Nguyen didn't become active in politics until recently, and her political motivations grew out of her professional ones: She wanted to become a more effective patient advocate. Through her union, National Nurses United, Nguyen worked on the Bernie Sanders presidential campaign in 2016 and has since lobbied for major reforms in the national healthcare system — Medicare for All, notably.
When Scene contacted Nguyen to ask about what we'd been told prematurely was her victory in the May 8 primary, Nguyen was stunned.
"Wait, for reals?" she responded in a text. "I won? The last time I checked, I thought it was tied."
Nguyen was correct. In her race for a central committee seat in Shaker Heights Precinct A, the unofficial results had her in a dead heat with her competitor, Mary O. Boyle: 80 to 80.
In Cleveland's Ward 15 (councilman Matt Zone's ward, which includes Detroit-Shoreway, Edgewater, and parts of Cudell), activist Christopher Stocking ran for a central committee seat as well. He's an organizer with Clevelanders for Public Transit and a member of the Cleveland chapter of the Democratic Socialists of America.
He told Scene that he ran for a central committee seat with the goal of organizing his neighborhood and pushing the county party "further left," or at least making the party more democratic in its procedures.
Like Nguyen, Stocking wasn't the only candidate running for his precinct's committee seat. And like Nguyen, his race was tight. After the unofficial count, he was leading his competitor, Adam Rosen, by only a single vote: 57 to 56.
In Fairview Park, Kim Mann ran for the central committee too. She told Scene she decided to run to "motivate Democrats to vote, and to help [the party] become more engaged."
She defeated the incumbent committee member, Ms. Troy Greenfield, by an unofficial tally of 60 to 50. Though Greenfield had encouraged Mann to run — and Mann said the race was amicable — Greenfield was the president of the Fairview Park Democratic Club and a vice chair of the party's executive committee, having been appointed to that post by the county party's interim chairwoman, Shontel Brown. In that regard, Mann's victory was an upset.
These hyperlocal races for central committee seats were of course much lower profile than others on May 8: the governor's race, for example, in which Richard Cordray defeated Dennis Kucinich; or the assorted statehouse contests, in which Sandra Williams, Nickie Antonio and Kenny Yuko all won their races for Ohio Senate seats and Kent Smith, Terrence Upchurch, Juanita Brent, Michael Skindell, and Bride Sweeney won contested races for state representative. Some of them will face Republican or write-in candidates in November.
But the central committee races tell an important, emerging story in county politics. It's proof, some say, of a strategic insurgency by Newburgh Heights mayor Trevor Elkins and the Cuyahoga County Progressive Caucus. It's a "power grab."
Elkins recently announced that he would be running once again for party chair. Last week, he posted a video featuring him alongside former judge and Cuyahoga County councilwoman C. Ellen Connally, who was announced as his vice-chair.
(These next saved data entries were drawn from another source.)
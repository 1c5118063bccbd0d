//! Common types for the HTTP provider: CRDs, templates, errors, and utilities

#![deny(missing_docs)]

use std::time::Duration;

pub mod crd;
pub mod duration;
pub mod error;
pub mod telemetry;
pub mod template;

pub use error::Error;

/// Result type alias using our custom Error type
pub type Result<T> = std::result::Result<T, Error>;

/// API group shared by every HTTP provider resource kind
pub const API_GROUP: &str = "http.provider.dev";

/// Field manager used for server-side apply of status and secrets
pub const FIELD_MANAGER: &str = "http-provider-controller";

/// Finalizer that holds managed requests until the remove action has run
pub const FINALIZER: &str = "http.provider.dev/finalizer";

/// Wait timeout applied when a resource does not set `waitTimeout`
pub const DEFAULT_WAIT_TIMEOUT: Duration = Duration::from_secs(30);

/// Requeue interval after a failed reconciliation
pub const REQUEUE_ERROR_SECS: u64 = 30;

/// Default poll interval for managed requests
pub const REQUEUE_POLL_SECS: u64 = 60;
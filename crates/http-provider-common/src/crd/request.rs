//! Request CRD types
//!
//! `Request` is the cluster-scoped managed HTTP resource. Its parameters are
//! shared with [`NamespacedRequest`](super::NamespacedRequest); only scope and
//! secret namespace defaulting differ.

use kube::CustomResource;
use schemars::JsonSchema;
use serde::{Deserialize, Serialize};

use super::types::{
    Headers, Mapping, Payload, RequestStatus, ResponseCheckSpec, SecretInjectionConfig,
};

// =============================================================================
// Parameters
// =============================================================================

/// Desired state of a managed HTTP resource
#[derive(Clone, Debug, Default, Deserialize, Serialize, JsonSchema, PartialEq)]
#[serde(rename_all = "camelCase")]
pub struct RequestParameters {
    /// Per-action request templates
    #[serde(default)]
    pub mappings: Vec<Mapping>,

    /// Static template data
    #[serde(default)]
    pub payload: Payload,

    /// Default headers, merged under each mapping's headers
    #[serde(default, skip_serializing_if = "Headers::is_empty")]
    pub headers: Headers,

    /// Decides whether an observed resource is up to date
    #[serde(default, skip_serializing_if = "Option::is_none")]
    pub expected_response_check: Option<ResponseCheckSpec>,

    /// Decides whether an observed resource has been removed
    #[serde(default, skip_serializing_if = "Option::is_none")]
    pub is_removed_check: Option<ResponseCheckSpec>,

    /// Response fields to copy into secrets
    #[serde(default, skip_serializing_if = "Vec::is_empty")]
    pub secret_injection_configs: Vec<SecretInjectionConfig>,

    /// Per-request deadline (e.g. "30s")
    #[serde(default, skip_serializing_if = "Option::is_none")]
    pub wait_timeout: Option<String>,

    /// Skip TLS certificate verification
    #[serde(default, rename = "insecureSkipTLSVerify")]
    pub insecure_skip_tls_verify: bool,

    /// Consecutive failures after which mutating requests stop
    #[serde(default, skip_serializing_if = "Option::is_none")]
    pub rollback_retries_limit: Option<i32>,

    /// Interval between reconciliations (e.g. "5m")
    #[serde(default, skip_serializing_if = "Option::is_none")]
    pub next_reconcile: Option<String>,
}

// =============================================================================
// CRD
// =============================================================================

/// Cluster-scoped HTTP resource driven through per-action requests
#[derive(CustomResource, Clone, Debug, Deserialize, Serialize, JsonSchema, PartialEq)]
#[kube(
    group = "http.provider.dev",
    version = "v1alpha1",
    kind = "Request",
    plural = "requests",
    shortname = "hreq",
    status = "RequestStatus",
    printcolumn = r#"{"name":"Synced","type":"boolean","jsonPath":".status.synced"}"#,
    printcolumn = r#"{"name":"Failed","type":"integer","jsonPath":".status.failed"}"#,
    printcolumn = r#"{"name":"Age","type":"date","jsonPath":".metadata.creationTimestamp"}"#
)]
#[serde(rename_all = "camelCase")]
pub struct RequestSpec {
    /// Request parameters
    pub for_provider: RequestParameters,
}
//! Integration tests for the generated CRD manifests
//!
//! These run without a cluster: they check the shape of what `--crd` prints
//! and what the controller applies on startup.

use k8s_openapi::apiextensions_apiserver::pkg::apis::apiextensions::v1::{
    CustomResourceDefinition, JSONSchemaProps,
};
use kube::CustomResourceExt;

use http_provider::crd::{DisposableRequest, NamespacedRequest, Request};
use http_provider_common::API_GROUP;

// =============================================================================
// Helpers
// =============================================================================

fn schema(crd: &CustomResourceDefinition) -> &JSONSchemaProps {
    crd.spec.versions[0]
        .schema
        .as_ref()
        .and_then(|s| s.open_api_v3_schema.as_ref())
        .expect("CRD should carry an OpenAPI schema")
}

fn property<'a>(props: &'a JSONSchemaProps, path: &[&str]) -> &'a JSONSchemaProps {
    path.iter().fold(props, |current, name| {
        current
            .properties
            .as_ref()
            .and_then(|p| p.get(*name))
            .unwrap_or_else(|| panic!("missing property {name}"))
    })
}

fn has_status_subresource(crd: &CustomResourceDefinition) -> bool {
    crd.spec.versions[0]
        .subresources
        .as_ref()
        .and_then(|s| s.status.as_ref())
        .is_some()
}

// =============================================================================
// Names and scope
// =============================================================================

#[test]
fn request_is_cluster_scoped() {
    let crd = Request::crd();
    assert_eq!(crd.metadata.name.as_deref(), Some("requests.http.provider.dev"));
    assert_eq!(crd.spec.group, API_GROUP);
    assert_eq!(crd.spec.scope, "Cluster");
    assert_eq!(crd.spec.names.kind, "Request");
    assert_eq!(crd.spec.versions[0].name, "v1alpha1");
}

#[test]
fn namespaced_request_is_namespaced() {
    let crd = NamespacedRequest::crd();
    assert_eq!(
        crd.metadata.name.as_deref(),
        Some("namespacedrequests.http.provider.dev")
    );
    assert_eq!(crd.spec.scope, "Namespaced");
    assert_eq!(crd.spec.names.kind, "NamespacedRequest");
}

#[test]
fn disposable_request_is_namespaced() {
    let crd = DisposableRequest::crd();
    assert_eq!(
        crd.metadata.name.as_deref(),
        Some("disposablerequests.http.provider.dev")
    );
    assert_eq!(crd.spec.scope, "Namespaced");
    assert_eq!(crd.spec.names.kind, "DisposableRequest");
}

#[test]
fn every_kind_has_a_status_subresource() {
    for crd in [Request::crd(), NamespacedRequest::crd(), DisposableRequest::crd()] {
        assert!(
            has_status_subresource(&crd),
            "{} should have a status subresource",
            crd.spec.names.kind
        );
    }
}

#[test]
fn short_names_are_distinct() {
    let short = |crd: CustomResourceDefinition| crd.spec.names.short_names.unwrap_or_default();
    assert_eq!(short(Request::crd()), vec!["hreq".to_string()]);
    assert_eq!(short(NamespacedRequest::crd()), vec!["nreq".to_string()]);
    assert_eq!(short(DisposableRequest::crd()), vec!["dreq".to_string()]);
}

// =============================================================================
// Schema fields
// =============================================================================

#[test]
fn managed_kinds_expose_for_provider_fields() {
    for crd in [Request::crd(), NamespacedRequest::crd()] {
        let for_provider = property(schema(&crd), &["spec", "forProvider"]);
        for field in [
            "mappings",
            "payload",
            "headers",
            "expectedResponseCheck",
            "isRemovedCheck",
            "secretInjectionConfigs",
            "waitTimeout",
            "insecureSkipTLSVerify",
            "rollbackRetriesLimit",
            "nextReconcile",
        ] {
            property(for_provider, &[field]);
        }
    }
}

#[test]
fn disposable_exposes_one_shot_fields() {
    let crd = DisposableRequest::crd();
    let for_provider = property(schema(&crd), &["spec", "forProvider"]);
    for field in [
        "url",
        "method",
        "body",
        "expectedResponse",
        "shouldLoopInfinitely",
        "rollbackRetriesLimit",
    ] {
        property(for_provider, &[field]);
    }
}

#[test]
fn status_uses_stable_field_names() {
    for crd in [Request::crd(), NamespacedRequest::crd(), DisposableRequest::crd()] {
        let status = property(schema(&crd), &["status"]);
        property(status, &["response", "statusCode"]);
        property(status, &["cache", "lastUpdated"]);
        property(status, &["cache", "response", "body"]);
        property(status, &["requestDetails", "url"]);
        for field in ["failed", "error", "synced", "lastReconcileTime"] {
            property(status, &[field]);
        }
    }
}

#[test]
fn crds_serialize_to_yaml() {
    let yaml = serde_yaml::to_string(&Request::crd()).expect("CRD should serialize");
    assert!(yaml.contains("kind: CustomResourceDefinition"));
    assert!(yaml.contains("group: http.provider.dev"));
}
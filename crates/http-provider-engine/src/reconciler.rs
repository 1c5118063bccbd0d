//! Reconcile orchestrator
//!
//! Entry points the controllers call: [`Reconciler::observe`],
//! [`Reconciler::create`], [`Reconciler::update`], [`Reconciler::delete`],
//! and [`Reconciler::dispatch_disposable`]. Each takes the spec and the
//! current status, makes at most one HTTP request, and hands back the new
//! status (when it changed) next to the call's result. Errors are returned
//! only after the failure has been recorded in that status.

use std::sync::Arc;

use chrono::{DateTime, Utc};
use tracing::{debug, info, warn};

use http_provider_common::crd::{HttpResponse, Mapping, RequestAction, RequestDetails};

use crate::drift::{self, Observation};
use crate::error::ReconcileError;
use crate::http::{HttpClient, TransportError};
use crate::mapping;
use crate::model::{ResourceSpec, Status};
use crate::patcher::SecretPatcher;
use crate::render::RequestRenderer;
use crate::rollback::{limit_reached, HaltOnExhaustion, RetryDecision, RetryLimitPolicy};
use crate::secrets::SecretStore;
use crate::status::{Outcome, StatusTracker};

/// Source of the reconcile timestamp
pub type Clock = fn() -> DateTime<Utc>;

/// Result of one reconcile call
#[derive(Debug)]
#[must_use]
pub struct Reconciled<T> {
    /// New status to persist; `None` when the call left status untouched
    pub status: Option<Status>,
    /// Outcome of the call
    pub result: Result<T, ReconcileError>,
}

impl<T> Reconciled<T> {
    fn unchanged(result: Result<T, ReconcileError>) -> Self {
        Self {
            status: None,
            result,
        }
    }

    fn recorded(status: Status, result: Result<T, ReconcileError>) -> Self {
        Self {
            status: Some(status),
            result,
        }
    }

    fn for_action(mut self, action: RequestAction) -> Self {
        self.result = self.result.map_err(|e| e.for_action(action));
        self
    }
}

/// Outcome of a disposable request call
#[derive(Clone, Copy, Debug, PartialEq, Eq)]
pub enum Dispatch {
    /// Already succeeded and not looping; nothing was sent
    AlreadySynced,
    /// A request was sent and its response matched
    Sent,
}

/// Composes mapping, rendering, transport, drift, secrets, and status
pub struct Reconciler {
    client: Arc<dyn HttpClient>,
    renderer: RequestRenderer,
    patcher: SecretPatcher,
    retry_policy: Arc<dyn RetryLimitPolicy>,
    clock: Clock,
}

impl Reconciler {
    /// Create an orchestrator with the halting retry policy
    pub fn new(client: Arc<dyn HttpClient>, secrets: Arc<dyn SecretStore>) -> Self {
        Self {
            client,
            renderer: RequestRenderer::new(secrets.clone()),
            patcher: SecretPatcher::new(secrets),
            retry_policy: Arc::new(HaltOnExhaustion),
            clock: Utc::now,
        }
    }

    /// Replace the retry limit policy
    pub fn with_retry_policy(mut self, policy: Arc<dyn RetryLimitPolicy>) -> Self {
        self.retry_policy = policy;
        self
    }

    /// Replace the clock
    pub fn with_clock(mut self, clock: Clock) -> Self {
        self.clock = clock;
        self
    }

    // =========================================================================
    // Observe
    // =========================================================================

    /// Probe the external resource and classify it
    ///
    /// A resource that was never created comes back [`Observation::Absent`]
    /// when its probe cannot be rendered, fails in transport, or returns a
    /// non-2xx status. Absent and removed observations leave status
    /// untouched; a present resource records the probe with `synced` set to
    /// the up-to-date result.
    pub async fn observe(&self, spec: &ResourceSpec, status: Status) -> Reconciled<Observation> {
        self.observe_inner(spec, status)
            .await
            .for_action(RequestAction::Observe)
    }

    async fn observe_inner(&self, spec: &ResourceSpec, status: Status) -> Reconciled<Observation> {
        let mapping = match mapping::resolve(spec, RequestAction::Observe) {
            Ok(mapping) => mapping,
            Err(e) => return Reconciled::unchanged(Err(e)),
        };
        let not_created = drift::object_not_created(&status);

        let request = match self
            .renderer
            .render(RequestAction::Observe, mapping, spec, &status)
            .await
        {
            Ok(request) => request,
            Err(e) if not_created => {
                debug!(error = %e, "observe request not renderable yet, treating resource as absent");
                return Reconciled::unchanged(Ok(Observation::Absent));
            }
            Err(e) => return self.fail(status, None, None, e.into()),
        };

        let response = match self.send(spec, &request).await {
            Ok(response) => response,
            Err(e) if not_created => {
                debug!(error = %e, "observe request failed before creation, treating resource as absent");
                return Reconciled::unchanged(Ok(Observation::Absent));
            }
            Err(e) => return self.fail(status, Some(request), None, e.into()),
        };

        if not_created && !response.is_success() {
            debug!(
                status_code = response.status_code,
                "resource not found before creation"
            );
            return Reconciled::unchanged(Ok(Observation::Absent));
        }

        self.patcher
            .apply(&response, &spec.secret_injections, spec.wait_timeout)
            .await;

        match drift::evaluate(spec, &response) {
            Ok(Observation::Removed) => {
                info!(status_code = response.status_code, "external resource has been removed");
                Reconciled::unchanged(Ok(Observation::Removed))
            }
            Ok(observation) => {
                let up_to_date = matches!(observation, Observation::Present { up_to_date: true });
                debug!(status_code = response.status_code, up_to_date, "observed external resource");
                let status = StatusTracker::record(
                    status,
                    Outcome::completed(request, response, up_to_date),
                    (self.clock)(),
                );
                Reconciled::recorded(status, Ok(observation))
            }
            Err(e) => self.fail(status, Some(request), Some(response), e.into()),
        }
    }

    // =========================================================================
    // Create / Update / Delete
    // =========================================================================

    /// Send the create request
    pub async fn create(&self, spec: &ResourceSpec, status: Status) -> Reconciled<()> {
        self.deploy(RequestAction::Create, spec, status).await
    }

    /// Send the update request
    pub async fn update(&self, spec: &ResourceSpec, status: Status) -> Reconciled<()> {
        self.deploy(RequestAction::Update, spec, status).await
    }

    /// Send the remove request
    pub async fn delete(&self, spec: &ResourceSpec, status: Status) -> Reconciled<()> {
        self.deploy(RequestAction::Remove, spec, status).await
    }

    /// Run a mutating action; a missing mapping makes it a no-op
    async fn deploy(&self, action: RequestAction, spec: &ResourceSpec, status: Status) -> Reconciled<()> {
        let mapping = match mapping::resolve(spec, action) {
            Ok(mapping) => mapping,
            Err(e) => {
                info!(action = %action, reason = %e, "skipping action without mapping");
                return Reconciled::unchanged(Ok(()));
            }
        };

        let Sent {
            status,
            request,
            response,
        } = match self.dispatch(action, mapping, spec, status).await {
            Ok(sent) => sent,
            Err(failure) => return failure.into_reconciled().for_action(action),
        };

        let reconciled = if response.is_success() {
            info!(action = %action, status_code = response.status_code, "request succeeded");
            let status = StatusTracker::record(
                status,
                Outcome::completed(request, response, true),
                (self.clock)(),
            );
            Reconciled::recorded(status, Ok(()))
        } else {
            let error = ReconcileError::UnexpectedStatus {
                status_code: response.status_code,
            };
            self.fail(status, Some(request), Some(response), error)
        };
        reconciled.for_action(action)
    }

    // =========================================================================
    // Disposable
    // =========================================================================

    /// Send a one-shot request until its response matches
    ///
    /// Nothing is sent once the request has succeeded unless the spec loops
    /// indefinitely. A non-2xx response, a failed check, and a check that
    /// evaluates to false all count as failures.
    pub async fn dispatch_disposable(&self, spec: &ResourceSpec, status: Status) -> Reconciled<Dispatch> {
        let action = RequestAction::Create;
        if status.synced && !spec.should_loop_infinitely {
            debug!("disposable request already succeeded");
            return Reconciled::unchanged(Ok(Dispatch::AlreadySynced));
        }

        let mapping = match mapping::resolve(spec, action) {
            Ok(mapping) => mapping,
            Err(e) => return Reconciled::unchanged(Err(e.for_action(action))),
        };

        let Sent {
            status,
            request,
            response,
        } = match self.dispatch(action, mapping, spec, status).await {
            Ok(sent) => sent,
            Err(failure) => return failure.into_reconciled().for_action(action),
        };

        let verdict = if !response.is_success() {
            Err(ReconcileError::UnexpectedStatus {
                status_code: response.status_code,
            })
        } else {
            match spec.expected_response_check.evaluate(&response) {
                Ok(true) => Ok(()),
                Ok(false) => Err(ReconcileError::ResponseMismatch),
                Err(e) => Err(e.into()),
            }
        };

        let reconciled = match verdict {
            Ok(()) => {
                info!(status_code = response.status_code, "disposable request succeeded");
                let status = StatusTracker::record(
                    status,
                    Outcome::completed(request, response, true),
                    (self.clock)(),
                );
                Reconciled::recorded(status, Ok(Dispatch::Sent))
            }
            Err(error) => self.fail(status, Some(request), Some(response), error),
        };
        reconciled.for_action(action)
    }

    // =========================================================================
    // Shared steps
    // =========================================================================

    /// Enforce the retry limit, render, send, and patch secrets
    ///
    /// A render or transport failure is recorded before it is returned; a
    /// halted retry leaves status untouched.
    async fn dispatch(
        &self,
        action: RequestAction,
        mapping: &Mapping,
        spec: &ResourceSpec,
        status: Status,
    ) -> Result<Sent, Failure> {
        if let Some(limit) = limit_reached(status.failed, spec.rollback_retries_limit) {
            if self.retry_policy.on_limit_reached(status.failed, limit) == RetryDecision::Halt {
                return Err(Failure {
                    status: None,
                    error: ReconcileError::RetriesExhausted {
                        failed: status.failed,
                        limit,
                    },
                });
            }
        }

        let request = match self.renderer.render(action, mapping, spec, &status).await {
            Ok(request) => request,
            Err(e) => {
                warn!(action = %action, error = %e, "failed to render request");
                return Err(self.failure(status, None, None, e.into()));
            }
        };

        let response = match self.send(spec, &request).await {
            Ok(response) => response,
            Err(e) => {
                warn!(action = %action, error = %e, "request failed");
                return Err(self.failure(status, Some(request), None, e.into()));
            }
        };

        self.patcher
            .apply(&response, &spec.secret_injections, spec.wait_timeout)
            .await;

        Ok(Sent {
            status,
            request,
            response,
        })
    }

    async fn send(&self, spec: &ResourceSpec, request: &RequestDetails) -> Result<HttpResponse, TransportError> {
        debug!(method = %request.method, "sending request");
        tokio::time::timeout(
            spec.wait_timeout,
            self.client.send(request, spec.insecure_skip_tls_verify),
        )
        .await
        .map_err(|_| TransportError::Timeout(spec.wait_timeout))?
    }

    /// Record a failure and return it
    fn fail<T>(
        &self,
        status: Status,
        request: Option<RequestDetails>,
        response: Option<HttpResponse>,
        error: ReconcileError,
    ) -> Reconciled<T> {
        self.failure(status, request, response, error).into_reconciled()
    }

    fn failure(
        &self,
        status: Status,
        request: Option<RequestDetails>,
        response: Option<HttpResponse>,
        error: ReconcileError,
    ) -> Failure {
        let status = StatusTracker::record(
            status,
            Outcome::failed(request, response, &error),
            (self.clock)(),
        );
        Failure {
            status: Some(status),
            error,
        }
    }
}

/// A request that went out and got a response
struct Sent {
    status: Status,
    request: RequestDetails,
    response: HttpResponse,
}

/// A dispatch that stopped before a response arrived
struct Failure {
    status: Option<Status>,
    error: ReconcileError,
}

impl Failure {
    fn into_reconciled<T>(self) -> Reconciled<T> {
        Reconciled {
            status: self.status,
            result: Err(self.error),
        }
    }
}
Then Friday, Elkins and Connally announced that Connally,not Elkins, would be leading the ticket and Elkins would be running as vice-chair. The move was reportedly made with the blessing of the Progressive Caucus, and Elkins told Scene that he and Connally would be treating their roles as co-chairs.
"This was never about Trevor Elkins being king," he said. "And this isn't about Ellen Connally being queen. This is about making the party stronger."
Elkins was defeated by Shontel Brown last summer when outgoing chair Stuart Garson voluntarily vacated the seat a year early to make way for new leadership. Garson had served as chair since 2010, after Jimmy Dimora's ignominious departure, and had quietly, effectively restored an air of professionalism to the fractious party. His stated reason for stepping down — to provide a longer runway for a new chair and to prevent internal feuds — seemed invalidated by the contentious race between Elkins, Brown and Sandra Williams. Garson endorsed either Elkins or Williams in a strongly worded letter last summer.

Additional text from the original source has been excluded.